### PROMPT:
Would you return, word for word, the lines of the data below from the line with "fn default_medium_confidence() ->" through the line with "pub(crate) const INFERENCE_COLUMNS: &str", and no others?
□ □ □ □
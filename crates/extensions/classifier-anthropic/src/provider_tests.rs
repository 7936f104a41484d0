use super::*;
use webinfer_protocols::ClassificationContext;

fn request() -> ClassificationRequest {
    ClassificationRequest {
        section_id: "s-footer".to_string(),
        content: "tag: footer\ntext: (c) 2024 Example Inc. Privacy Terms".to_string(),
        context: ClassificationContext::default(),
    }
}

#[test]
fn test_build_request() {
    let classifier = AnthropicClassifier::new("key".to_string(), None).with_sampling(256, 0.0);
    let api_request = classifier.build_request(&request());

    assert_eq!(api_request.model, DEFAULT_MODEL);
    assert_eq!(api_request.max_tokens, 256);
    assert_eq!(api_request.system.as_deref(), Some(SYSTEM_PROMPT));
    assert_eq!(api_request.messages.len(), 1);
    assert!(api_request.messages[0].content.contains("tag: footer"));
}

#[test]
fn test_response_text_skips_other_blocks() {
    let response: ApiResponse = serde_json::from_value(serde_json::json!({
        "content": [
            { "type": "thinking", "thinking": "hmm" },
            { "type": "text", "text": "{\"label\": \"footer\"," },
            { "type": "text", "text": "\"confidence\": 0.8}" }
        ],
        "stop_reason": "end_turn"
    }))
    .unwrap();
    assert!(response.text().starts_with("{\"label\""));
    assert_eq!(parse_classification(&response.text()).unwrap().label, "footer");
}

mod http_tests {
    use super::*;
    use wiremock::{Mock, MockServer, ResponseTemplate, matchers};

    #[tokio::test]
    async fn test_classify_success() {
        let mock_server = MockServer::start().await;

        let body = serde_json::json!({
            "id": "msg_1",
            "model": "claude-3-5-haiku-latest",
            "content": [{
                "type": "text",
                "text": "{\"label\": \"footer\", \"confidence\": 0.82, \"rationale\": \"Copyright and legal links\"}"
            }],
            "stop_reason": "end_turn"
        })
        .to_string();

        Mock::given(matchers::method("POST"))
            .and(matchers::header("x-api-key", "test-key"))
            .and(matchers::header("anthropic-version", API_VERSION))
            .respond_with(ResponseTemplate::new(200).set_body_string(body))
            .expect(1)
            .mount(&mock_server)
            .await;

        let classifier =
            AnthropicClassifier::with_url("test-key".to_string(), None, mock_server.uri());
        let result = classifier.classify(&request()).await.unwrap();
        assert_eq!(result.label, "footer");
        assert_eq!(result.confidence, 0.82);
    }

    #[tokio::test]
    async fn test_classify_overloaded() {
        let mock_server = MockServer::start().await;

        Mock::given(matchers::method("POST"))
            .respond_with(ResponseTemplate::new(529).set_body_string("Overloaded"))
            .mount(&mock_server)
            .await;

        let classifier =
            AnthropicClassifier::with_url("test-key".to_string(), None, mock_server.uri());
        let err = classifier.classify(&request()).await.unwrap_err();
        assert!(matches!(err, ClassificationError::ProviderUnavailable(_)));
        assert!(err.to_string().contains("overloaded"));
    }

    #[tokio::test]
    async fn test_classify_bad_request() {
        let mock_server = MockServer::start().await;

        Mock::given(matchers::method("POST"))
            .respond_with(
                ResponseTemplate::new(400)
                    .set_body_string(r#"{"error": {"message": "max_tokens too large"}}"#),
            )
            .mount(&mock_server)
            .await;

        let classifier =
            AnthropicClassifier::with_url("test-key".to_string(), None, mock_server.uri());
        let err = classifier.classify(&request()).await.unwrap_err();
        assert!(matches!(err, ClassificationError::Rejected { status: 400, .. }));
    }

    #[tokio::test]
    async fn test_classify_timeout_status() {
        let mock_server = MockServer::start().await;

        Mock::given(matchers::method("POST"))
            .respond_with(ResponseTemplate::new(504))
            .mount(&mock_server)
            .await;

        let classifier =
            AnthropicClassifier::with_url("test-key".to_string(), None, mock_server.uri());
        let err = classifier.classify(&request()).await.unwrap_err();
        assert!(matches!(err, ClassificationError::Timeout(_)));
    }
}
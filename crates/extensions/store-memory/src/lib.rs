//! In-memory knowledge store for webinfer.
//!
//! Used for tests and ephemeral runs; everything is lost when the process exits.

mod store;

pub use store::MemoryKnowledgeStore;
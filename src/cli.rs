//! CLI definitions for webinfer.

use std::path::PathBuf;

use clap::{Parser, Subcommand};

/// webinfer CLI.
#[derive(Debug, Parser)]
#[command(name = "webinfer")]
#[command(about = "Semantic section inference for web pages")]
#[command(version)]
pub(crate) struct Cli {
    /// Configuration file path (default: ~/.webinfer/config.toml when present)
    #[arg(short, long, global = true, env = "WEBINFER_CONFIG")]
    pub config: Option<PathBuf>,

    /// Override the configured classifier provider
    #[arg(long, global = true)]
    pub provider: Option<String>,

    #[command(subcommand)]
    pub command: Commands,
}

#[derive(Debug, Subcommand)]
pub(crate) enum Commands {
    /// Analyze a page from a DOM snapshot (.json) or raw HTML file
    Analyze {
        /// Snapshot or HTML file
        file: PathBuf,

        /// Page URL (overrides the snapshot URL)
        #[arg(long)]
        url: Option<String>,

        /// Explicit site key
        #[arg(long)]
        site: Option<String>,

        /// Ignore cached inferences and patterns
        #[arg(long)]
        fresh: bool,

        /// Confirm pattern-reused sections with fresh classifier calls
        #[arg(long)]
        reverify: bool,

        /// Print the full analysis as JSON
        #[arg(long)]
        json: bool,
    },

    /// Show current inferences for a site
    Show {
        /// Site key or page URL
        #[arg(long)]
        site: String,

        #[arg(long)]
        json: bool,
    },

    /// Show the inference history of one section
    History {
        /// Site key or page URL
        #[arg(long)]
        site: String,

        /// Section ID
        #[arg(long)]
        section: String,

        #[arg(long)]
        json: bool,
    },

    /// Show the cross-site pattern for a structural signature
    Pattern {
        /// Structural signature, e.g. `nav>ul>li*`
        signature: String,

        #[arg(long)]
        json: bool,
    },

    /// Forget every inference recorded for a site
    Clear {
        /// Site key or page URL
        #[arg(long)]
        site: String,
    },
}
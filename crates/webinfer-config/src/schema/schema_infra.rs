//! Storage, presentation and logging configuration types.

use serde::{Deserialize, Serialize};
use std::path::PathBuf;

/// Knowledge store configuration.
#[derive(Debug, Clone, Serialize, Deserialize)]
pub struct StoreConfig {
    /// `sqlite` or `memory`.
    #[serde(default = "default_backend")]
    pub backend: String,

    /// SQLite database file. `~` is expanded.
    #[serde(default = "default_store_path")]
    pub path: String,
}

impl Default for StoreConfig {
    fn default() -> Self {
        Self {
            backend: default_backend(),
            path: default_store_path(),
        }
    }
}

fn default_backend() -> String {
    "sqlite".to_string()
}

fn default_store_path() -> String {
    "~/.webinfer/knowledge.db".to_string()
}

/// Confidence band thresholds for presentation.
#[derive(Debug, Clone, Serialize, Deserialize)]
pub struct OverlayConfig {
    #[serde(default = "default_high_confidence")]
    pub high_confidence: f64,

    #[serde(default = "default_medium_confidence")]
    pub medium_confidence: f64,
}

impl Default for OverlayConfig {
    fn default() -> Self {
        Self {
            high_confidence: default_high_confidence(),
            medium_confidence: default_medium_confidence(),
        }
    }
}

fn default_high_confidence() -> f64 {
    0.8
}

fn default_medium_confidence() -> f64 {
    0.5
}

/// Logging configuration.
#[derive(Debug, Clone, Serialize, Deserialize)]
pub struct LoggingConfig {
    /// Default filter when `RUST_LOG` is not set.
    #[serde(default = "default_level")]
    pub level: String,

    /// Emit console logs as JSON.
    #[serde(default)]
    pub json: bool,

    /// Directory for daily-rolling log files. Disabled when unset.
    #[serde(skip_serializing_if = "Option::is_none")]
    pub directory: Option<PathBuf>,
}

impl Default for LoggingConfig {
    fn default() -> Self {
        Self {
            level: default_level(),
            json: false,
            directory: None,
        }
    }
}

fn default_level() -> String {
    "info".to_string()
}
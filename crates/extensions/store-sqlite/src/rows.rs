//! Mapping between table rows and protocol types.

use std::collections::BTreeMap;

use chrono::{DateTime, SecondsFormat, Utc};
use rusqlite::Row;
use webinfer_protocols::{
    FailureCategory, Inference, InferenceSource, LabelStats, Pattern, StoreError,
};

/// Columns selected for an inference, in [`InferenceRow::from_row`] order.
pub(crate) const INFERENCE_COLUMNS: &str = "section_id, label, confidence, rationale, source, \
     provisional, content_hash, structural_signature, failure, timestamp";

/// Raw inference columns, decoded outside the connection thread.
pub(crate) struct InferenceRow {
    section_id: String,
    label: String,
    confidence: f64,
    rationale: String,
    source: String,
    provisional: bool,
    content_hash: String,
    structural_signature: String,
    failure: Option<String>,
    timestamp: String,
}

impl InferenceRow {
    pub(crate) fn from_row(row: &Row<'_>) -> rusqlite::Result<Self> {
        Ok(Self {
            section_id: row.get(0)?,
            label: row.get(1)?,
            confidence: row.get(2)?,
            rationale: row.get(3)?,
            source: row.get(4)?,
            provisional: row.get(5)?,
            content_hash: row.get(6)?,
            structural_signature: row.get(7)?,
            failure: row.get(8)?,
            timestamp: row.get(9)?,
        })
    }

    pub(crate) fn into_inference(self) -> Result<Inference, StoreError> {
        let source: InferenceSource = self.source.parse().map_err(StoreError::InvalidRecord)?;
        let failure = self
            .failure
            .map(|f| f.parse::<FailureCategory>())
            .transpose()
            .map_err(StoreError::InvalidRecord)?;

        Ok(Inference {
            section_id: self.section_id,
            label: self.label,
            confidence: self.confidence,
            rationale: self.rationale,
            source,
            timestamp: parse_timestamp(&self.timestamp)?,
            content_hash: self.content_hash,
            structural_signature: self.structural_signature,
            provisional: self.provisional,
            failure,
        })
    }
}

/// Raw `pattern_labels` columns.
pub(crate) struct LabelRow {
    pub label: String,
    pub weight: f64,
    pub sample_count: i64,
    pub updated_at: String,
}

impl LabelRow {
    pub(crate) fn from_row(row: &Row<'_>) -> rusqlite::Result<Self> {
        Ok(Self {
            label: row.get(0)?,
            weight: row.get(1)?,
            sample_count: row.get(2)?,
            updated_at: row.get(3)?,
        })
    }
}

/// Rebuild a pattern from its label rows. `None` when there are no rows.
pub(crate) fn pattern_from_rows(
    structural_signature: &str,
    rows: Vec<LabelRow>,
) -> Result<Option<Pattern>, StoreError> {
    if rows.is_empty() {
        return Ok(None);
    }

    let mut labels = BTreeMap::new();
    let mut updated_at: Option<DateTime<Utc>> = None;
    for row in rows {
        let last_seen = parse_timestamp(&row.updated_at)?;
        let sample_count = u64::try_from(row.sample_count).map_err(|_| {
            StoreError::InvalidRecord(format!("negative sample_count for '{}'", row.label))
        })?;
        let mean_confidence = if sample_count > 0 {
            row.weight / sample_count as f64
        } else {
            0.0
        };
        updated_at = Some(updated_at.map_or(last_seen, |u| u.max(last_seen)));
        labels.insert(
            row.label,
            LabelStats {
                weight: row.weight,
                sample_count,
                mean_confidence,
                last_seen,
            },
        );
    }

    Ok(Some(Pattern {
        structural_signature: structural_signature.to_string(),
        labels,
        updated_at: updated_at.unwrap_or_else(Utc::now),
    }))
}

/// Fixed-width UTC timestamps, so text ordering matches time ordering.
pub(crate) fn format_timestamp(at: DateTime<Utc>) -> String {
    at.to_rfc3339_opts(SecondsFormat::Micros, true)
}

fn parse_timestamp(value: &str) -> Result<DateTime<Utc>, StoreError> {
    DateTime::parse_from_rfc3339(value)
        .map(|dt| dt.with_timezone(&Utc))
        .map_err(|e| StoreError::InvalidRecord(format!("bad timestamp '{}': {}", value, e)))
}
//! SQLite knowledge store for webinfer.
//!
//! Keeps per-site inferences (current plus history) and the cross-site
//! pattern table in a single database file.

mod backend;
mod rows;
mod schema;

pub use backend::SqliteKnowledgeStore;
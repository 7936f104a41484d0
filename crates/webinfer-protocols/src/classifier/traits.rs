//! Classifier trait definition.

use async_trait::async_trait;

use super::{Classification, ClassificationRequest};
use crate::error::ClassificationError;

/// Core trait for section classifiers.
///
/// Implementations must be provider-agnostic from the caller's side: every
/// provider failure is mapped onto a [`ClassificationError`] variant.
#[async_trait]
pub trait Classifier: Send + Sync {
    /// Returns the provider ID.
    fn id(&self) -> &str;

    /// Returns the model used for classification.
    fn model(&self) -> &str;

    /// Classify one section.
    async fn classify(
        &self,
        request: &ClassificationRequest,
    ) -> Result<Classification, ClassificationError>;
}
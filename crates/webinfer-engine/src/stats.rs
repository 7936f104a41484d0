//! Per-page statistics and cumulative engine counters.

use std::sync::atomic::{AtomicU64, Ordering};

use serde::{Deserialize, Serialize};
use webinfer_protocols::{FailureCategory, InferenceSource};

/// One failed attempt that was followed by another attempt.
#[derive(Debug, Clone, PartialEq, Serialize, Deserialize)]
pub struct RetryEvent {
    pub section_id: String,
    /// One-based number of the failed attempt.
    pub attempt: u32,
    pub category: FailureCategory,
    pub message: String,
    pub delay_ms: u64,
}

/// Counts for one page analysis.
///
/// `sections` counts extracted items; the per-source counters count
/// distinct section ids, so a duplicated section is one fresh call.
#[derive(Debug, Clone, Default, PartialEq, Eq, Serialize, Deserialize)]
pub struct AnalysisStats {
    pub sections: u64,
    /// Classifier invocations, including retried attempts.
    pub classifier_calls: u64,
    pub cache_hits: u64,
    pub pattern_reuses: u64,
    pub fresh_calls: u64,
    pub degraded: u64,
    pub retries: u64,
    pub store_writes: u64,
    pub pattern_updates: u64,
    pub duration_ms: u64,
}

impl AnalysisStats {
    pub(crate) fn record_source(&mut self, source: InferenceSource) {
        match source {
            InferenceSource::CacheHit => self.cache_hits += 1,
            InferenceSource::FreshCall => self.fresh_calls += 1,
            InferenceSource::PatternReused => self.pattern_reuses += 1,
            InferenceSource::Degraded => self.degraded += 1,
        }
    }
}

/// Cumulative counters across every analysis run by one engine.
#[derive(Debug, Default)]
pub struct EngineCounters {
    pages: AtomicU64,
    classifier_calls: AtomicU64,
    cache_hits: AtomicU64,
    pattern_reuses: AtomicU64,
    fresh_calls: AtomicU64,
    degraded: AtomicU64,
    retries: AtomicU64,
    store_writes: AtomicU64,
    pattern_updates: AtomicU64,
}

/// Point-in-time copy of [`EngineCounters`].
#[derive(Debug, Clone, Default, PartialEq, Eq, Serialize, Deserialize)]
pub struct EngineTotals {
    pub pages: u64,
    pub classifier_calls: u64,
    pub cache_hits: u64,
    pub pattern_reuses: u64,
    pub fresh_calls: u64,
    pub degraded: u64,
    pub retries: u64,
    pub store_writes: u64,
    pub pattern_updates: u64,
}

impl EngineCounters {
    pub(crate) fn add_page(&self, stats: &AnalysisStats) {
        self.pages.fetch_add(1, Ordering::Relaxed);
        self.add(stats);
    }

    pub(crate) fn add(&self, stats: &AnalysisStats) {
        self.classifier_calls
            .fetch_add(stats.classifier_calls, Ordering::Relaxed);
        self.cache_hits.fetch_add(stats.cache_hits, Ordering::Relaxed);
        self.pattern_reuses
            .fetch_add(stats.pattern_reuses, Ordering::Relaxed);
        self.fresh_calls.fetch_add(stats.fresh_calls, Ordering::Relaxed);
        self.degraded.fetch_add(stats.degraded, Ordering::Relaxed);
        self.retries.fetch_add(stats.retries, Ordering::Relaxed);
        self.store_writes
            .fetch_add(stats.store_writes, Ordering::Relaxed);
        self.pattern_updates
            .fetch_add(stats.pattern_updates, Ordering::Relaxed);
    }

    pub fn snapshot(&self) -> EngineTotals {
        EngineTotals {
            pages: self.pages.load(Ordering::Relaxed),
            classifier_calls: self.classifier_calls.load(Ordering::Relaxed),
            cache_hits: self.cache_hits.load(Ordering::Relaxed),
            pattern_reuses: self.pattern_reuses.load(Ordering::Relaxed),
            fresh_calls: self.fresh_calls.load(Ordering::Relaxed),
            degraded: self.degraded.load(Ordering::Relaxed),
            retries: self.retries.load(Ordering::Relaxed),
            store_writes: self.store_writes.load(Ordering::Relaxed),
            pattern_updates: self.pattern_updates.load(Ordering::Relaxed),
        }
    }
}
□ □ □ □
### RESULT:
fn default_medium_confidence() -> f64 {
    0.5
}

/// Logging configuration.
#[derive(Debug, Clone, Serialize, Deserialize)]
pub struct LoggingConfig {
    /// Default filter when `RUST_LOG` is not set.
    #[serde(default = "default_level")]
    pub level: String,

    /// Emit console logs as JSON.
    #[serde(default)]
    pub json: bool,

    /// Directory for daily-rolling log files. Disabled when unset.
    #[serde(skip_serializing_if = "Option::is_none")]
    pub directory: Option<PathBuf>,
}

impl Default for LoggingConfig {
    fn default() -> Self {
        Self {
            level: default_level(),
            json: false,
            directory: None,
        }
    }
}

fn default_level() -> String {
    "info".to_string()
}
filename crates/extensions/store-sqlite/src/rows.rs
//! Mapping between table rows and protocol types.

use std::collections::BTreeMap;

use chrono::{DateTime, SecondsFormat, Utc};
use rusqlite::Row;
use webinfer_protocols::{
    FailureCategory, Inference, InferenceSource, LabelStats, Pattern, StoreError,
};

/// Columns selected for an inference, in [`InferenceRow::from_row`] order.
pub(crate) const INFERENCE_COLUMNS: &str = "section_id, label, confidence, rationale, source, \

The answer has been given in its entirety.